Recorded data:
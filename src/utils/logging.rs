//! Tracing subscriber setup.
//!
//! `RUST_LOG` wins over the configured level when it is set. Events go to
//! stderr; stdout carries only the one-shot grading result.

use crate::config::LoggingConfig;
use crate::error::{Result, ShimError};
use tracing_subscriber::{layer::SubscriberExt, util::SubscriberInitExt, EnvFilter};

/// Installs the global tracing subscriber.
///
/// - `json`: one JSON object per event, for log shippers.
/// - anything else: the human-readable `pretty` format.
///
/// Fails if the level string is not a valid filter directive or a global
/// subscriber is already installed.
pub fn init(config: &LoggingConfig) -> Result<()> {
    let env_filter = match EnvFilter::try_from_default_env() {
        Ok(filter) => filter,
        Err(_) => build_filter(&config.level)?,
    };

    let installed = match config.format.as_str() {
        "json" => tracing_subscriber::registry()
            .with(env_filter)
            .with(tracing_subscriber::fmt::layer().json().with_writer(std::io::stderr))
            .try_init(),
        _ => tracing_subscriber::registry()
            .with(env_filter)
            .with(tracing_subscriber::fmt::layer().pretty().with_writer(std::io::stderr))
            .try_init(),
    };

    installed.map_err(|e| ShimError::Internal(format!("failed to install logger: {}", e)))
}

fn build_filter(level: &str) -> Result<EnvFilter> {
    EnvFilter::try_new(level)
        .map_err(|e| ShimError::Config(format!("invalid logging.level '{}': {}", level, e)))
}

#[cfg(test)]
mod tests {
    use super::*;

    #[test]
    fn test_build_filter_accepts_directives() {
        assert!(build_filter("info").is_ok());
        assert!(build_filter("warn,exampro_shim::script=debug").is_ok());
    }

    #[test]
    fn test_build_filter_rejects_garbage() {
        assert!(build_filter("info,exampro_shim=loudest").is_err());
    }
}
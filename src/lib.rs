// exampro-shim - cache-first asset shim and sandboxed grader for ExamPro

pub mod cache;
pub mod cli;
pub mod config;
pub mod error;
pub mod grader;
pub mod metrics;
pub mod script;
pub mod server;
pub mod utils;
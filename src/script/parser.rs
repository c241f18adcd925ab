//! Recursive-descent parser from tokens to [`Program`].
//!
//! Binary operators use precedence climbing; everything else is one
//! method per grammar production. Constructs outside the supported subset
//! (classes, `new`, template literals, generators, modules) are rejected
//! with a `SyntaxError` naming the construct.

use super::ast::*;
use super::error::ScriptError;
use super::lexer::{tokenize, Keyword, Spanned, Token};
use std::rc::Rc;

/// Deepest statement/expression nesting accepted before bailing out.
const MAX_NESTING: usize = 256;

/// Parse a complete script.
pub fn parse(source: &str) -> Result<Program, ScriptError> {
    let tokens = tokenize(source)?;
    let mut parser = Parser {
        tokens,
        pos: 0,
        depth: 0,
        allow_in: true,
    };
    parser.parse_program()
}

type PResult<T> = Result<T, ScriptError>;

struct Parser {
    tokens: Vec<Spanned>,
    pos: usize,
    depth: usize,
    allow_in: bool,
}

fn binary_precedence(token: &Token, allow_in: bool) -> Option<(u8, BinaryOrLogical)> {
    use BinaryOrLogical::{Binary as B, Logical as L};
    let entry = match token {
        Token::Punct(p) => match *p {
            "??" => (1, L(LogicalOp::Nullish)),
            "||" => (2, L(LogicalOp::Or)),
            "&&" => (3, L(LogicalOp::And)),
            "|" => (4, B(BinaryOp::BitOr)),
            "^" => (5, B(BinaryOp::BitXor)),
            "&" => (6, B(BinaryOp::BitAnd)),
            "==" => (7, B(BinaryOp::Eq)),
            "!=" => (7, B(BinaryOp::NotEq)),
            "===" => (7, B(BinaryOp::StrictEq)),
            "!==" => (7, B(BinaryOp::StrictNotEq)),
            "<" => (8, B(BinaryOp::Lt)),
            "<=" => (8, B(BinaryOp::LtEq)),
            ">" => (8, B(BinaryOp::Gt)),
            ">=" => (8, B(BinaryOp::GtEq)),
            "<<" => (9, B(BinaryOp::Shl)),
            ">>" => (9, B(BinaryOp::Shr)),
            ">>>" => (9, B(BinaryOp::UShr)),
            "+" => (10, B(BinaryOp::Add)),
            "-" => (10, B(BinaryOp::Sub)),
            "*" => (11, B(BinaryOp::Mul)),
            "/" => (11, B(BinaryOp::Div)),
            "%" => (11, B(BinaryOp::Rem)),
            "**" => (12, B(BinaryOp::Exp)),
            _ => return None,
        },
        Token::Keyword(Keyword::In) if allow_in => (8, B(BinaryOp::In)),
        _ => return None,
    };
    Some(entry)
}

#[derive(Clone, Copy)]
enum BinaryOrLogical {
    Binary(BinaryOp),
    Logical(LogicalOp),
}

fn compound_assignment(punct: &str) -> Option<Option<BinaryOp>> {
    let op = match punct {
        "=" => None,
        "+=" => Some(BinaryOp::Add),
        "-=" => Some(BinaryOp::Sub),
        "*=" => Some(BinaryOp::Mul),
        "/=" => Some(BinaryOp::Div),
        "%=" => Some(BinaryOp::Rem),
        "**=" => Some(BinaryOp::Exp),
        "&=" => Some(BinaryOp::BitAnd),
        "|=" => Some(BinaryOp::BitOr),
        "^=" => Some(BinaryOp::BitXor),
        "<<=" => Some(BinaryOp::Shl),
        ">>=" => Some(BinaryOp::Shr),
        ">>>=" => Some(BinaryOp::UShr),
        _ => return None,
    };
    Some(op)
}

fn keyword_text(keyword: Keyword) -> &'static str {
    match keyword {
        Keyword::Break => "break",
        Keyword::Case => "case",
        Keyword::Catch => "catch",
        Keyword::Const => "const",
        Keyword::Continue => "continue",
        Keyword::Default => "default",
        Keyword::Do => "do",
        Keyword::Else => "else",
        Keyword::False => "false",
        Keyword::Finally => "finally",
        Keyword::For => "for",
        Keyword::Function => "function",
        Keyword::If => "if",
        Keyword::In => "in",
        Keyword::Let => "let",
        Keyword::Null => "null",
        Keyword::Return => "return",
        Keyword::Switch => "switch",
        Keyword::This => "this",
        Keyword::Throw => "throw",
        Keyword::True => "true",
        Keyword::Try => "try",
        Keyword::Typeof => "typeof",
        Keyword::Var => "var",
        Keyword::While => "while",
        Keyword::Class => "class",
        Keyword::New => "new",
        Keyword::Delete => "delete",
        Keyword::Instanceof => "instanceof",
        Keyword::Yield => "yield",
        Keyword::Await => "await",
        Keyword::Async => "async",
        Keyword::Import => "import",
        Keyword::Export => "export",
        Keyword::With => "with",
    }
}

▸ Requirement:
Word for word, restate all of the data shown above.

▸ Response to the exercise:
filename src/utils/logging.rs
//! Tracing subscriber setup.
//!
//! `RUST_LOG` wins over the configured level when it is set. Events go to
//! stderr; stdout carries only the one-shot grading result.

use crate::config::LoggingConfig;
use crate::error::{Result, ShimError};
use tracing_subscriber::{layer::SubscriberExt, util::SubscriberInitExt, EnvFilter};

/// Installs the global tracing subscriber.
///
/// - `json`: one JSON object per event, for log shippers.
/// - anything else: the human-readable `pretty` format.
///
/// Fails if the level string is not a valid filter directive or a global
/// subscriber is already installed.
pub fn init(config: &LoggingConfig) -> Result<()> {
    let env_filter = match EnvFilter::try_from_default_env() {
        Ok(filter) => filter,
        Err(_) => build_filter(&config.level)?,
    };

    let installed = match config.format.as_str() {
        "json" => tracing_subscriber::registry()
            .with(env_filter)
            .with(tracing_subscriber::fmt::layer().json().with_writer(std::io::stderr))
            .try_init(),
        _ => tracing_subscriber::registry()
            .with(env_filter)
            .with(tracing_subscriber::fmt::layer().pretty().with_writer(std::io::stderr))
            .try_init(),
    };

    installed.map_err(|e| ShimError::Internal(format!("failed to install logger: {}", e)))
}

fn build_filter(level: &str) -> Result<EnvFilter> {
    EnvFilter::try_new(level)
        .map_err(|e| ShimError::Config(format!("invalid logging.level '{}': {}", level, e)))
}

#[cfg(test)]
mod tests {
    use super::*;

    #[test]
    fn test_build_filter_accepts_directives() {
        assert!(build_filter("info").is_ok());
        assert!(build_filter("warn,exampro_shim::script=debug").is_ok());
    }

    #[test]
    fn test_build_filter_rejects_garbage() {
        assert!(build_filter("info,exampro_shim=loudest").is_err());
    }
}
filename src/lib.rs
// exampro-shim - cache-first asset shim and sandboxed grader for ExamPro

pub mod cache;
pub mod cli;
pub mod config;
pub mod error;
pub mod grader;
pub mod metrics;
pub mod script;
pub mod server;
pub mod utils;
filename src/script/parser.rs
repository c241f18adcd925ab
//! Recursive-descent parser from tokens to [`Program`].
//!
//! Binary operators use precedence climbing; everything else is one
//! method per grammar production. Constructs outside the supported subset
//! (classes, `new`, template literals, generators, modules) are rejected
//! with a `SyntaxError` naming the construct.

use super::ast::*;
use super::error::ScriptError;
use super::lexer::{tokenize, Keyword, Spanned, Token};
use std::rc::Rc;

/// Deepest statement/expression nesting accepted before bailing out.
const MAX_NESTING: usize = 256;

/// Parse a complete script.
pub fn parse(source: &str) -> Result<Program, ScriptError> {
    let tokens = tokenize(source)?;
    let mut parser = Parser {
        tokens,
        pos: 0,
        depth: 0,
        allow_in: true,
    };
    parser.parse_program()
}

type PResult<T> = Result<T, ScriptError>;

struct Parser {
    tokens: Vec<Spanned>,
    pos: usize,
    depth: usize,
    allow_in: bool,
}

fn binary_precedence(token: &Token, allow_in: bool) -> Option<(u8, BinaryOrLogical)> {
    use BinaryOrLogical::{Binary as B, Logical as L};
    let entry = match token {
        Token::Punct(p) => match *p {
            "??" => (1, L(LogicalOp::Nullish)),
            "||" => (2, L(LogicalOp::Or)),
            "&&" => (3, L(LogicalOp::And)),
            "|" => (4, B(BinaryOp::BitOr)),
            "^" => (5, B(BinaryOp::BitXor)),
            "&" => (6, B(BinaryOp::BitAnd)),
            "==" => (7, B(BinaryOp::Eq)),
            "!=" => (7, B(BinaryOp::NotEq)),
            "===" => (7, B(BinaryOp::StrictEq)),
            "!==" => (7, B(BinaryOp::StrictNotEq)),
            "<" => (8, B(BinaryOp::Lt)),
            "<=" => (8, B(BinaryOp::LtEq)),
            ">" => (8, B(BinaryOp::Gt)),
            ">=" => (8, B(BinaryOp::GtEq)),
            "<<" => (9, B(BinaryOp::Shl)),
            ">>" => (9, B(BinaryOp::Shr)),
            ">>>" => (9, B(BinaryOp::UShr)),
            "+" => (10, B(BinaryOp::Add)),
            "-" => (10, B(BinaryOp::Sub)),
            "*" => (11, B(BinaryOp::Mul)),
            "/" => (11, B(BinaryOp::Div)),
            "%" => (11, B(BinaryOp::Rem)),
            "**" => (12, B(BinaryOp::Exp)),
            _ => return None,
        },
        Token::Keyword(Keyword::In) if allow_in => (8, B(BinaryOp::In)),
        _ => return None,
    };
    Some(entry)
}

#[derive(Clone, Copy)]
enum BinaryOrLogical {
    Binary(BinaryOp),
    Logical(LogicalOp),
}

fn compound_assignment(punct: &str) -> Option<Option<BinaryOp>> {
    let op = match punct {
        "=" => None,
        "+=" => Some(BinaryOp::Add),
        "-=" => Some(BinaryOp::Sub),
        "*=" => Some(BinaryOp::Mul),
        "/=" => Some(BinaryOp::Div),
        "%=" => Some(BinaryOp::Rem),
        "**=" => Some(BinaryOp::Exp),
        "&=" => Some(BinaryOp::BitAnd),
        "|=" => Some(BinaryOp::BitOr),
        "^=" => Some(BinaryOp::BitXor),
        "<<=" => Some(BinaryOp::Shl),
        ">>=" => Some(BinaryOp::Shr),
        ">>>=" => Some(BinaryOp::UShr),
        _ => return None,
    };
    Some(op)
}

fn keyword_text(keyword: Keyword) -> &'static str {
    match keyword {
        Keyword::Break => "break",
        Keyword::Case => "case",
        Keyword::Catch => "catch",
        Keyword::Const => "const",
        Keyword::Continue => "continue",
        Keyword::Default => "default",
        Keyword::Do => "do",
        Keyword::Else => "else",
        Keyword::False => "false",
        Keyword::Finally => "finally",
        Keyword::For => "for",
        Keyword::Function => "function",
        Keyword::If => "if",
        Keyword::In => "in",
        Keyword::Let => "let",
        Keyword::Null => "null",
        Keyword::Return => "return",
        Keyword::Switch => "switch",
        Keyword::This => "this",
        Keyword::Throw => "throw",
        Keyword::True => "true",
        Keyword::Try => "try",
        Keyword::Typeof => "typeof",
        Keyword::Var => "var",
        Keyword::While => "while",
        Keyword::Class => "class",
        Keyword::New => "new",
        Keyword::Delete => "delete",
        Keyword::Instanceof => "instanceof",
        Keyword::Yield => "yield",
        Keyword::Await => "await",
        Keyword::Async => "async",
        Keyword::Import => "import",
        Keyword::Export => "export",
        Keyword::With => "with",
    }
}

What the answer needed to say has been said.